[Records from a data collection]
- - - - -

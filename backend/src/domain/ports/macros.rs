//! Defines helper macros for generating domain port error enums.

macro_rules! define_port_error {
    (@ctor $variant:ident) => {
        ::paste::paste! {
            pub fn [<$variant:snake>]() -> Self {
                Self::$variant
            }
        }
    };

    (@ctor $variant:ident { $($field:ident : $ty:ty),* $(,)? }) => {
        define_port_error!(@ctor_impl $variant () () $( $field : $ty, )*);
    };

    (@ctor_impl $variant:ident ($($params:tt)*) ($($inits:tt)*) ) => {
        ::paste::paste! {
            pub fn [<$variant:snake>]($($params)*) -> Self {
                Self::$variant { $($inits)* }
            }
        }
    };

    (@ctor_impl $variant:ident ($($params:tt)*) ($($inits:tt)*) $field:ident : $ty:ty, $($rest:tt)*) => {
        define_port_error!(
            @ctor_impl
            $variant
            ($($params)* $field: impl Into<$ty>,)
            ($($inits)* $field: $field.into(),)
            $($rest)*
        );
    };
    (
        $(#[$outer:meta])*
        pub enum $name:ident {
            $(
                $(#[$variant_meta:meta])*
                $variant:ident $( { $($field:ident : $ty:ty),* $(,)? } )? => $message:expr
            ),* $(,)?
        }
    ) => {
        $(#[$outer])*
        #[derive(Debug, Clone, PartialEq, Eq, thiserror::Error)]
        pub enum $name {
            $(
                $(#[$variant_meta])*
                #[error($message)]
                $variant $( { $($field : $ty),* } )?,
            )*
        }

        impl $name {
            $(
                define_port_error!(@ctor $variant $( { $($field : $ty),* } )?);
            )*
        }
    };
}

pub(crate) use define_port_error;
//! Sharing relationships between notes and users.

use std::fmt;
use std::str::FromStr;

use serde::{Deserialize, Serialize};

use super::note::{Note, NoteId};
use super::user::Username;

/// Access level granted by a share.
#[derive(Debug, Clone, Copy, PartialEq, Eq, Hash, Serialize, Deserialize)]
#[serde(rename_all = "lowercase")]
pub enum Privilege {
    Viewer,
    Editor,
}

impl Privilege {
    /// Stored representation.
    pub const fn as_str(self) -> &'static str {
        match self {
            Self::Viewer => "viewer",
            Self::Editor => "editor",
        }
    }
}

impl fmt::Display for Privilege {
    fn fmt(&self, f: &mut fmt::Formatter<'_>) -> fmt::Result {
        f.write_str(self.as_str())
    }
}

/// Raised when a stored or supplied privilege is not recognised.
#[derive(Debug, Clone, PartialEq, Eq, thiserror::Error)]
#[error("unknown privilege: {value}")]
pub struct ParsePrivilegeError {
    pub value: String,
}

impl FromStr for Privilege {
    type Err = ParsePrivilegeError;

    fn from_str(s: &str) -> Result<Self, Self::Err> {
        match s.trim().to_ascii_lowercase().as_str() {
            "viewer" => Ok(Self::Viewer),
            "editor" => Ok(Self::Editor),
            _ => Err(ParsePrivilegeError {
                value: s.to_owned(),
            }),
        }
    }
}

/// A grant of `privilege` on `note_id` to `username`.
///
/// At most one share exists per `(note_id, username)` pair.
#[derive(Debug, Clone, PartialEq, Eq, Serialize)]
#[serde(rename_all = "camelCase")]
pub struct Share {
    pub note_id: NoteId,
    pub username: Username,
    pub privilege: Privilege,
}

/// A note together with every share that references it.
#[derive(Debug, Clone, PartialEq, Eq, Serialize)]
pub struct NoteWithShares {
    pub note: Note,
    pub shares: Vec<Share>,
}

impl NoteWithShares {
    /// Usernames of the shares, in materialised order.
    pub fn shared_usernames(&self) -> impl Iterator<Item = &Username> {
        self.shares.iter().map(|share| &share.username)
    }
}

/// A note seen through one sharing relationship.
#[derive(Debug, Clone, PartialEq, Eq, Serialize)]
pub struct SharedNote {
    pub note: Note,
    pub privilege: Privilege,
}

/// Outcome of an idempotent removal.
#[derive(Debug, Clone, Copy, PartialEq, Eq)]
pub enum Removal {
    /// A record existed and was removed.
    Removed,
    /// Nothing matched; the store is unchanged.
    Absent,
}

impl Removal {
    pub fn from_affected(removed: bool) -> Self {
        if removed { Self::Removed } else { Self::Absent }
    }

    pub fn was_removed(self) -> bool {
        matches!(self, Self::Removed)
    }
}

- - - - -

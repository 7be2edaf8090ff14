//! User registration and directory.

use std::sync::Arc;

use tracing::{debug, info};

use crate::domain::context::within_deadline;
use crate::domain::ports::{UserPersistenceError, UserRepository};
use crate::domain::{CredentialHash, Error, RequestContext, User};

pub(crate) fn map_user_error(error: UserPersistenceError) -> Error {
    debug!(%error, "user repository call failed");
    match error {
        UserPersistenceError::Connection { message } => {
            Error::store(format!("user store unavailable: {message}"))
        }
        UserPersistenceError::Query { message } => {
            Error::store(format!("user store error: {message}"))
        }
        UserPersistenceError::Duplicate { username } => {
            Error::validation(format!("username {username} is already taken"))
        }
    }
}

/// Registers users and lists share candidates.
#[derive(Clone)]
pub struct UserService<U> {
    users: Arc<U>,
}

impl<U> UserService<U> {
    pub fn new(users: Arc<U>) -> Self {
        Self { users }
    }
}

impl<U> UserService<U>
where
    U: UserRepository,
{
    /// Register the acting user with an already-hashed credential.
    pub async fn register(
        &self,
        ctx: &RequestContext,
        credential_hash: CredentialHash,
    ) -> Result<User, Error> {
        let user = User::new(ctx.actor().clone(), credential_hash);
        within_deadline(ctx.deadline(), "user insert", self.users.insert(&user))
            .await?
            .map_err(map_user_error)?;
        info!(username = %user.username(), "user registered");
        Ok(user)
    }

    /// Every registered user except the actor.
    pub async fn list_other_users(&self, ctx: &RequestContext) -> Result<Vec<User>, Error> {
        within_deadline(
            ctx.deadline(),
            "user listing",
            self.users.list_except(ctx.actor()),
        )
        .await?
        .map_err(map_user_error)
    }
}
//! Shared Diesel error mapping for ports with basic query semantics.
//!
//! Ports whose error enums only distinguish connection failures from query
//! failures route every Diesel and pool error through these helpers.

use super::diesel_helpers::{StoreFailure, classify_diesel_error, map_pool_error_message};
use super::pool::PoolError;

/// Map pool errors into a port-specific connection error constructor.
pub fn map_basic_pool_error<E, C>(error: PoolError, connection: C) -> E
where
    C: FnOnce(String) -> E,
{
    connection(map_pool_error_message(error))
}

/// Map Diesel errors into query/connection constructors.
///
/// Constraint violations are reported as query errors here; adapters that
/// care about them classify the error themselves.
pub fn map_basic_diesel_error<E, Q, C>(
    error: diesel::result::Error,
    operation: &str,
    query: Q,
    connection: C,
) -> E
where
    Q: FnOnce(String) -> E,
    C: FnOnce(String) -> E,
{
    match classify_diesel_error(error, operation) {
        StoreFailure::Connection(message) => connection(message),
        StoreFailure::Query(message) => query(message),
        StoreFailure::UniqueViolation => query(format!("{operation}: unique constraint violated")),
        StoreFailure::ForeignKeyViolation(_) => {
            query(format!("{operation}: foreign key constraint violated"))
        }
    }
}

- - - - -

◆ The task
How many lines in the data contain "errors"? Answer with the number alone.

◆ Solution to this exercise
3